#### EXERCISE OBJECTIVE
Check each line of the material below for the string "page" and reply with how many have it, nothing more.

____________

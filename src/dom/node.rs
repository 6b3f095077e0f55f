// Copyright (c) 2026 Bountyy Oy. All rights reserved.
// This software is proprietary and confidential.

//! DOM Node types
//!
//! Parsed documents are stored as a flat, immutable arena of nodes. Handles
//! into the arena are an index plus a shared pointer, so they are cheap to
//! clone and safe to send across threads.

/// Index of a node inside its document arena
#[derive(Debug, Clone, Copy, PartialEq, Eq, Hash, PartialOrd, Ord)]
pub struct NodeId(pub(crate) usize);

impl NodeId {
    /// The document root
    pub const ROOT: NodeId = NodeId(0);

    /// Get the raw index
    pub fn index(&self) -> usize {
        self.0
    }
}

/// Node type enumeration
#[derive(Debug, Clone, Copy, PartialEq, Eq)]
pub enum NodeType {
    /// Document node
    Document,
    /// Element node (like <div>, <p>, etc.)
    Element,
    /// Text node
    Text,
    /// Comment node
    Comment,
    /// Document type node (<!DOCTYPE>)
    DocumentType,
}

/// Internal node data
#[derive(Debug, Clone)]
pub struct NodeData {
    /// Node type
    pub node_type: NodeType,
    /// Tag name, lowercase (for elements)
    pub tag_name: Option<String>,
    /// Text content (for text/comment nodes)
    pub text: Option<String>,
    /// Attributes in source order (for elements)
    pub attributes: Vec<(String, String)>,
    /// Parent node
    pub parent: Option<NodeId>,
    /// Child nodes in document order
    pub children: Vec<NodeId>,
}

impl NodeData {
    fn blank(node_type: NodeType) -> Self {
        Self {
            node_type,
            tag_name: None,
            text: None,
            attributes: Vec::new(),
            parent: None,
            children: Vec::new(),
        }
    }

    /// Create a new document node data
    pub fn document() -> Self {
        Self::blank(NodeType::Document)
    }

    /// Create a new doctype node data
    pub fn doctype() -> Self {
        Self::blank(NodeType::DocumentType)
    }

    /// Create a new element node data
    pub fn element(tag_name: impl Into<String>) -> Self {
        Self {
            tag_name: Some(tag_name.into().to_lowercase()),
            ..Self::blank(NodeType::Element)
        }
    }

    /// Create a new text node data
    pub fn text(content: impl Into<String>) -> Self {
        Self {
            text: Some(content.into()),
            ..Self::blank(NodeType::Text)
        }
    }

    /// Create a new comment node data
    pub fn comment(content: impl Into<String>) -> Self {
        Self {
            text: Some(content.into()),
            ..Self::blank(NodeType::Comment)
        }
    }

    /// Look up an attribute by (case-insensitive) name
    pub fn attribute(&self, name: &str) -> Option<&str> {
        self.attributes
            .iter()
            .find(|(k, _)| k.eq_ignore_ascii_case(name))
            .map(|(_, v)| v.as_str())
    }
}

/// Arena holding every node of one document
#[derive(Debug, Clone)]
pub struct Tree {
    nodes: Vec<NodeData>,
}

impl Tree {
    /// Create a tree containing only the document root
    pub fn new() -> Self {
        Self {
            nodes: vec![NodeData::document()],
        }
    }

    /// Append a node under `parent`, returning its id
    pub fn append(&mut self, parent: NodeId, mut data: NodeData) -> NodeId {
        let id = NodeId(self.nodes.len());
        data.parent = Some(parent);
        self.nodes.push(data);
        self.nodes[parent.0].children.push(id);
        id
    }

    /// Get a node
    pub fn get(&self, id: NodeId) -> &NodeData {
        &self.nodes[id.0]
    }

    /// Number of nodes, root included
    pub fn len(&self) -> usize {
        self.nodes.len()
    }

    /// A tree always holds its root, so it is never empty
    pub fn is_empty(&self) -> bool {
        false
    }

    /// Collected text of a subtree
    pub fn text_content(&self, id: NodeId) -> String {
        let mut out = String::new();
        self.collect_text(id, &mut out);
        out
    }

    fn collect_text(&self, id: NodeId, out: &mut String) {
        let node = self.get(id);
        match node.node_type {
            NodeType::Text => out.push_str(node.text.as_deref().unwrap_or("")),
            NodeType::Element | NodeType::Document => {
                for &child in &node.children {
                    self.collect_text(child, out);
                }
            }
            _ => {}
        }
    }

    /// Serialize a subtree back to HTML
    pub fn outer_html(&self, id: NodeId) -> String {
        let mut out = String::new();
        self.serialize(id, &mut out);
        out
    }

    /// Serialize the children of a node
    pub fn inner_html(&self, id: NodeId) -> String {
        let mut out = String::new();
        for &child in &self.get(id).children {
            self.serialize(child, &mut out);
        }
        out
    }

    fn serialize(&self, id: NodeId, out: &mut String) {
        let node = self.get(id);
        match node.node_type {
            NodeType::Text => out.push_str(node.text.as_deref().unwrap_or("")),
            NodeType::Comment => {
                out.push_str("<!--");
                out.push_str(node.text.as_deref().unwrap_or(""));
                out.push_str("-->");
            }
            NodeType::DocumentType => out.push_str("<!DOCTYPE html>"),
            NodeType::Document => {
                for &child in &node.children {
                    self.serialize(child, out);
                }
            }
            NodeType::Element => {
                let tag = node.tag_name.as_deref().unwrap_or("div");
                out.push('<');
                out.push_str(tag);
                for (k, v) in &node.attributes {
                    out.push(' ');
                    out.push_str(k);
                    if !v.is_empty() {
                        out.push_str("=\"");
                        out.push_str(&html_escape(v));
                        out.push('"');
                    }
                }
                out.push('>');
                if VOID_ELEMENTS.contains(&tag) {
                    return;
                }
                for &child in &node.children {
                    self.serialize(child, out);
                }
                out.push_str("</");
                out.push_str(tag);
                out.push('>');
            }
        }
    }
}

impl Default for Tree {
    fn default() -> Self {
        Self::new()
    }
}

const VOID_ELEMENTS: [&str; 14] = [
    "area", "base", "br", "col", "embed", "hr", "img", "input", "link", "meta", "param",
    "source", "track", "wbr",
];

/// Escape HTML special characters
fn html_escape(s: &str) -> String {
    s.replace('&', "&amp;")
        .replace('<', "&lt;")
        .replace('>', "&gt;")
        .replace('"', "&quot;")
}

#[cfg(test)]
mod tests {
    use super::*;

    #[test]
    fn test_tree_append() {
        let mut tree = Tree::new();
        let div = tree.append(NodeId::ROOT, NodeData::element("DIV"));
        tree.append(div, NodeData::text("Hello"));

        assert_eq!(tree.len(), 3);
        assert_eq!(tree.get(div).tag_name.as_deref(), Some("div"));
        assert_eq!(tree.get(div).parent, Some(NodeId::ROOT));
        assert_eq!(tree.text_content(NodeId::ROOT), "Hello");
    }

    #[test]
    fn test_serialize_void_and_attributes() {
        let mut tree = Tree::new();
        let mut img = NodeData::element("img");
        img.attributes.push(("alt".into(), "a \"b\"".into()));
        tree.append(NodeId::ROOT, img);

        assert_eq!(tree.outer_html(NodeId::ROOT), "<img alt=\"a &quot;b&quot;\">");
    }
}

____________

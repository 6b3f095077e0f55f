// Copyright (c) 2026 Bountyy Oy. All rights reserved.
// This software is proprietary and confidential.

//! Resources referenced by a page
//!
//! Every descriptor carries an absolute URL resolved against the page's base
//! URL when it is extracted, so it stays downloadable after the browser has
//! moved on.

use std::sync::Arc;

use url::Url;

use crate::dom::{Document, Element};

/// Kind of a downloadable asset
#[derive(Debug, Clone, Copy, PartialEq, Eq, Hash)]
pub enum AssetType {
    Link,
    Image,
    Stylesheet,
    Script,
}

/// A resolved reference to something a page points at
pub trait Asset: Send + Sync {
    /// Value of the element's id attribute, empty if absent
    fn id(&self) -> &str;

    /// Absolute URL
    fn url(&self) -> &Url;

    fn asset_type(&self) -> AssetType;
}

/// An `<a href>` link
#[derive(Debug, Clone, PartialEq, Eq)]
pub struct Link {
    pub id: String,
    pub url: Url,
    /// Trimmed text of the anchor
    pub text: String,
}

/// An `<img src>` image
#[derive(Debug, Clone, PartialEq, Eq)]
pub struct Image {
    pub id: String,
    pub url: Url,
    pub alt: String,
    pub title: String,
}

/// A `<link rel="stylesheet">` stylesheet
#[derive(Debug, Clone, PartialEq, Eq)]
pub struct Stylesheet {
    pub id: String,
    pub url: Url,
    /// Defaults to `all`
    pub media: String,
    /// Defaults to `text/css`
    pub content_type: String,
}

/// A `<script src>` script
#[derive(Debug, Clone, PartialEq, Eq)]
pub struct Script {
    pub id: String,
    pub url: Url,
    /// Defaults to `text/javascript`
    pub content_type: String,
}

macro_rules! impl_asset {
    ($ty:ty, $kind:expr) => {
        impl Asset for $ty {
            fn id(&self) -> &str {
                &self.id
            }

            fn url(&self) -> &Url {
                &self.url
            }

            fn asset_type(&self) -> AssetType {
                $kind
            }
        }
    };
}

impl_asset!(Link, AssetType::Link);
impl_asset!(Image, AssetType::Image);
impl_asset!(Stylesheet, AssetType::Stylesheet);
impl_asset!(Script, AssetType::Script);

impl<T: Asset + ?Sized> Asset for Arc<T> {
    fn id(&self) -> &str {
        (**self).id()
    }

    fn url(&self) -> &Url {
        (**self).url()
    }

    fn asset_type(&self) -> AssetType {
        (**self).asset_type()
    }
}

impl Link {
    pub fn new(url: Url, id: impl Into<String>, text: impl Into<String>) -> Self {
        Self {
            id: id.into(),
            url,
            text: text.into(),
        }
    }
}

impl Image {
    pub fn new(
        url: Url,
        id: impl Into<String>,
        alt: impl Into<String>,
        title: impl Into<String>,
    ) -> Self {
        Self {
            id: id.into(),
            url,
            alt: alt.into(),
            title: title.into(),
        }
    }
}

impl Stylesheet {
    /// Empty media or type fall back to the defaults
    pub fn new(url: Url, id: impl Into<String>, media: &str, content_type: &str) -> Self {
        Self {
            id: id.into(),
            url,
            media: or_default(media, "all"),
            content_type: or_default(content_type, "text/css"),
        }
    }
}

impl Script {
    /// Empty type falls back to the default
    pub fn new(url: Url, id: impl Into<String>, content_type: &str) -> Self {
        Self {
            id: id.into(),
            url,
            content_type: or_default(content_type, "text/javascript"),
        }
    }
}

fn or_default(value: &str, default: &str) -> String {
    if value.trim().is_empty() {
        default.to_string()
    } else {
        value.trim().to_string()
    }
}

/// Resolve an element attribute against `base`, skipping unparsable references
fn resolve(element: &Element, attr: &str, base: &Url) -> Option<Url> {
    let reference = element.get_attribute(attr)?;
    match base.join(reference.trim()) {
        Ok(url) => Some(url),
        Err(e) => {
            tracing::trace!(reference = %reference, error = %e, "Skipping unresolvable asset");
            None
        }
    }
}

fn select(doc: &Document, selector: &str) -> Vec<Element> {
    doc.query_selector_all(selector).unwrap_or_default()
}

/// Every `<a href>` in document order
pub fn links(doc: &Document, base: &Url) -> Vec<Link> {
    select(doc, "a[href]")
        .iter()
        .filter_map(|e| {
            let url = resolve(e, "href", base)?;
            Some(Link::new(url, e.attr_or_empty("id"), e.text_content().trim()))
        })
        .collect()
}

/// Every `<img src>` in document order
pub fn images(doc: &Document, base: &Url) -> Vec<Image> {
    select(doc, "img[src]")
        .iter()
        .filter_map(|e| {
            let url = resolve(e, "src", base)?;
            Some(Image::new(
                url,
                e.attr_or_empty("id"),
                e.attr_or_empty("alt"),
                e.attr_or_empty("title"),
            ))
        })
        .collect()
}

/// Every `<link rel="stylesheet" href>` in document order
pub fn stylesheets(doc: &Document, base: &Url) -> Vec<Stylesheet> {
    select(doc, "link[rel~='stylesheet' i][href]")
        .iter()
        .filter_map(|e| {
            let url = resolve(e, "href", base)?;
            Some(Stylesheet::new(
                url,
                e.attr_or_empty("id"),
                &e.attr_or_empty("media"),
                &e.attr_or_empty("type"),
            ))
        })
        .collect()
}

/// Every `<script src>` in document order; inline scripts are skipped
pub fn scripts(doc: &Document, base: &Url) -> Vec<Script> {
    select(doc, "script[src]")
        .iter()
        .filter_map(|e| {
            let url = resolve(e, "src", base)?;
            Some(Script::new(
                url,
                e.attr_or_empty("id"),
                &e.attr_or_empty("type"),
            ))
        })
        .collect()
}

____________

#### TASK RESPONSE
3